Specifically, only 8 per cent of freelancers in the first three months of this year believed the nation’s economic performance would worsen, compared with 14.8% currently.
Their gloomier outlook isn’t confined to the economy. In particular, the proportion of freelancers forecasting a turnover drop is at 22%, up from 11.9% in the previous quarter.
But fortunately, the stock of them that expected to be better off due to increased sales has, roughly, stayed the same, unlike their confidence in contract availability, which is abating.
Asked by the index authors PCG about the contract pipeline, 13% of the freelancers predicted a drying up; about 41% said it would stay the same and roughly 45% anticipated a surge.
While positive-sounding, this indicates a tightening from the first quarter. Then, a majority (52%) foresaw more contracts; 38% expected no change and only 9 per cent envisioned a reduction.
“A slight decline in freelancer confidence from last quarter is possibly down to the expectation of increased competition”, said PCG’s economics expert Georgios Nikolaidis.“[This is] driven by the increase in the number of independent professional freelancers in the labour market which has risen by 13.5% between 2011 and 2013.”
The pile of contracts seen to be reducing could also be down to the freelancers increasingly taking the contracts – 73% of the respondents were ‘on contract’ in Q1, compared with 81% in Q2.
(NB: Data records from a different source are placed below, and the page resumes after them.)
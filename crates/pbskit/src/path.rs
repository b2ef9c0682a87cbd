//! Request paths.
//!
//! Natural keys are user-chosen strings, so they are kept as raw segments
//! and only escaped when the final URL is built.

use crate::error::{ApiError, Result};
use std::fmt;
use url::Url;

/// Path below `/api2/json`, plus query parameters
#[derive(Debug, Clone, Default, PartialEq, Eq, Hash)]
pub struct ApiPath {
    segments: Vec<String>,
    query: Vec<(String, String)>,
}

impl ApiPath {
    /// Parse a slash-separated collection path such as `/config/remote`
    pub fn parse(path: &str) -> Self {
        Self {
            segments: path
                .split('/')
                .filter(|s| !s.is_empty())
                .map(str::to_string)
                .collect(),
            query: Vec::new(),
        }
    }

    /// Append one raw segment (escaped later)
    #[must_use]
    pub fn join(mut self, segment: impl Into<String>) -> Self {
        self.segments.push(segment.into());
        self
    }

    /// Append a query parameter
    #[must_use]
    pub fn with_query(mut self, key: impl Into<String>, value: impl Into<String>) -> Self {
        self.query.push((key.into(), value.into()));
        self
    }

    pub fn segments(&self) -> &[String] {
        &self.segments
    }

    /// Value of a query parameter
    pub fn query_value(&self, key: &str) -> Option<&str> {
        self.query
            .iter()
            .find(|(k, _)| k == key)
            .map(|(_, v)| v.as_str())
    }

    /// Path without its last segment and without query
    pub fn parent(&self) -> Option<Self> {
        let (_, head) = self.segments.split_last()?;
        Some(Self {
            segments: head.to_vec(),
            query: Vec::new(),
        })
    }

    /// Last segment
    pub fn last(&self) -> Option<&str> {
        self.segments.last().map(String::as_str)
    }

    /// Build the full request URL below `base`
    pub fn to_url(&self, base: &Url) -> Result<Url> {
        let mut url = base.clone();
        url.path_segments_mut()
            .map_err(|()| ApiError::InvalidPath(base.to_string()))?
            .pop_if_empty()
            .extend(&self.segments);
        if !self.query.is_empty() {
            url.query_pairs_mut().extend_pairs(self.query.iter());
        }
        Ok(url)
    }
}

impl fmt::Display for ApiPath {
    fn fmt(&self, f: &mut fmt::Formatter<'_>) -> fmt::Result {
        for segment in &self.segments {
            write!(f, "/{segment}")?;
        }
        for (i, (k, v)) in self.query.iter().enumerate() {
            let sep = if i == 0 { '?' } else { '&' };
            write!(f, "{sep}{k}={v}")?;
        }
        Ok(())
    }
}
//! # reconcile
//!
//! Declared-vs-observed reconciliation core for REST-managed configuration
//! objects.
//!
//! This crate holds the pure half of a provider: everything between "what
//! the user declared" and "the request body the remote expects". It performs
//! no I/O and keeps no state, so one schema table can serve any number of
//! concurrent reconciliations.
//!
//! ## Components
//!
//! - [`schema`] - per-kind field tables and legacy alias rules
//! - [`codec`] - declared shape <-> wire shape, including legacy fields
//! - [`propstring`] - `key=value,...` encoding for composite fields
//! - [`delta`] - minimal write-set plus removal list for updates
//! - [`guard`] - version token placement
//! - [`secrets`] - carrying write-only fields across reads
//! - [`dispatch`] - variant selection by discriminator
//!
//! ## Example
//!
//! ```
//! use reconcile::{DeclaredState, ObservedState, ResourceKey};
//! use reconcile::schema::{FieldSpec, VariantSchema};
//!
//! const FIELDS: &[FieldSpec] = &[FieldSpec::string("comment", "comment")];
//! const REMOTE: VariantSchema = VariantSchema {
//!     name: "remote",
//!     collection: "/config/remote",
//!     key: "name",
//!     fields: FIELDS,
//!     legacy: &[],
//! };
//!
//! let mut prior = ObservedState::new(ResourceKey::new("r1"));
//! prior.set("comment", "old".into());
//!
//! let next = DeclaredState::new().with("name", "r1");
//! let delta = reconcile::delta::compute(&REMOTE, &prior, &next).unwrap();
//! assert!(delta.clear.contains("comment"));
//! ```

pub mod codec;
pub mod delta;
pub mod dispatch;
pub mod error;
pub mod guard;
pub mod propstring;
pub mod schema;
pub mod secrets;
pub mod types;

pub use codec::WirePayload;
pub use delta::FieldDelta;
pub use error::{Error, ErrorCategory, Result};
pub use schema::{ResourceKind, ResourceSchema, VariantSchema};
pub use types::{DeclaredState, FieldValue, ObservedState, ResourceKey, VersionToken};
//! # pbsync
//!
//! Declarative management of Proxmox Backup Server configuration.
//!
//! Callers hold declared and observed state; this crate turns the difference
//! into the smallest set of API calls, guarded by the server's configuration
//! digest.
//!
//! ## Example
//!
//! ```no_run
//! use pbsync::{DeclaredState, ProviderConfig, ResourceKind};
//!
//! let reconciler = ProviderConfig::load()?.connect()?;
//! let remotes = reconciler.resource(ResourceKind::Remote);
//!
//! let declared = DeclaredState::new()
//!     .with("name", "offsite")
//!     .with("host", "pbs2.example.com")
//!     .with("auth_id", "sync@pbs")
//!     .with("password", "secret");
//! let observed = remotes.create(&declared)?;
//!
//! let next = declared.clone().with("comment", "second site");
//! remotes.update(&observed.key, &observed, &next)?;
//! # Ok::<(), anyhow::Error>(())
//! ```

pub mod config;
pub mod engine;
pub mod error;
pub mod resource;

pub use config::ProviderConfig;
pub use engine::{
    ApplyResult, Change, ExecuteOptions, ExecuteReport, ExecuteSummary, PlanItem, Reconciler,
    ResourceHandle, execute, plan_change,
};
pub use error::{Error, ErrorCategory, ErrorKind, Operation, Result};
pub use reconcile::{DeclaredState, FieldValue, ObservedState, ResourceKey, ResourceKind, VersionToken};

/// Install the logger for embedding transports
///
/// `verbosity` 0 shows warnings, 1 info, 2 debug and 3 or more trace;
/// `quiet` limits output to errors. Fails if a logger is already set.
pub fn init_logging(verbosity: u8, quiet: bool) -> std::result::Result<(), log::SetLoggerError> {
    let log_level = match verbosity {
        0 => log::LevelFilter::Warn,
        1 => log::LevelFilter::Info,
        2 => log::LevelFilter::Debug,
        _ => log::LevelFilter::Trace,
    };

    env_logger::Builder::new()
        .filter_level(if quiet {
            log::LevelFilter::Error
        } else {
            log_level
        })
        .format_timestamp(None)
        .try_init()
}
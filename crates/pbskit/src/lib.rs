//! # pbskit
//!
//! Client side of the Proxmox Backup Server configuration API.
//!
//! This crate provides:
//! - The [`Api`] trait: synchronous `get`/`post`/`put`/`delete` on JSON
//! - [`HttpApi`], a blocking implementation over `ureq` with API token auth
//! - [`MockApi`], an in-memory server that enforces digests, for tests
//! - [`ApiError`], classifying failures into not-found, validation,
//!   conflict and transport errors
//! - [`ApiPath`] and [`CancelToken`]
//!
//! ## Example
//!
//! ```no_run
//! use pbskit::{Api, ApiPath, ClientOptions, HttpApi};
//! use serde_json::json;
//!
//! let api = HttpApi::new(&ClientOptions::new("https://pbs.example.com:8007", "root@pam!t=secret"))
//!     .expect("invalid endpoint");
//! api.post(
//!     &ApiPath::parse("/config/remote"),
//!     &json!({"name": "offsite", "host": "pbs2.example.com", "auth-id": "sync@pbs"}),
//! )
//! .expect("create failed");
//! ```

#![warn(clippy::all)]

pub mod cancel;
pub mod client;
pub mod error;
pub mod http;
pub mod mock;
pub mod path;

pub use cancel::CancelToken;
pub use client::{Api, Method};
pub use error::{ApiError, ErrorCategory, Result};
pub use http::{ClientOptions, DEFAULT_TIMEOUT, HttpApi};
pub use mock::{MockApi, Request};
pub use path::ApiPath;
As to why they have less faith in the economy, Mr Nikoladis pointed to anticipation over an interest rate hike combining with an expectation that the UK’s recovery will "slow down."
He said domestic and global uncertainty may have also dampened freelancers’ spirits for the year ahead, the latter part of which such professionals expect to see their costs increase.
For now though, the freelancers’ bottom lines are intact, as they
reported little or no change in their day rates and, more positively, have
healthy pay expectations for the next 12 months.
The Freelancer Confidence Index is a quarterly survey of mainly private sector freelancers who comprise the main membership of the PCG. The respondents were selected using a randomised sample and cover the entire United Kingdom.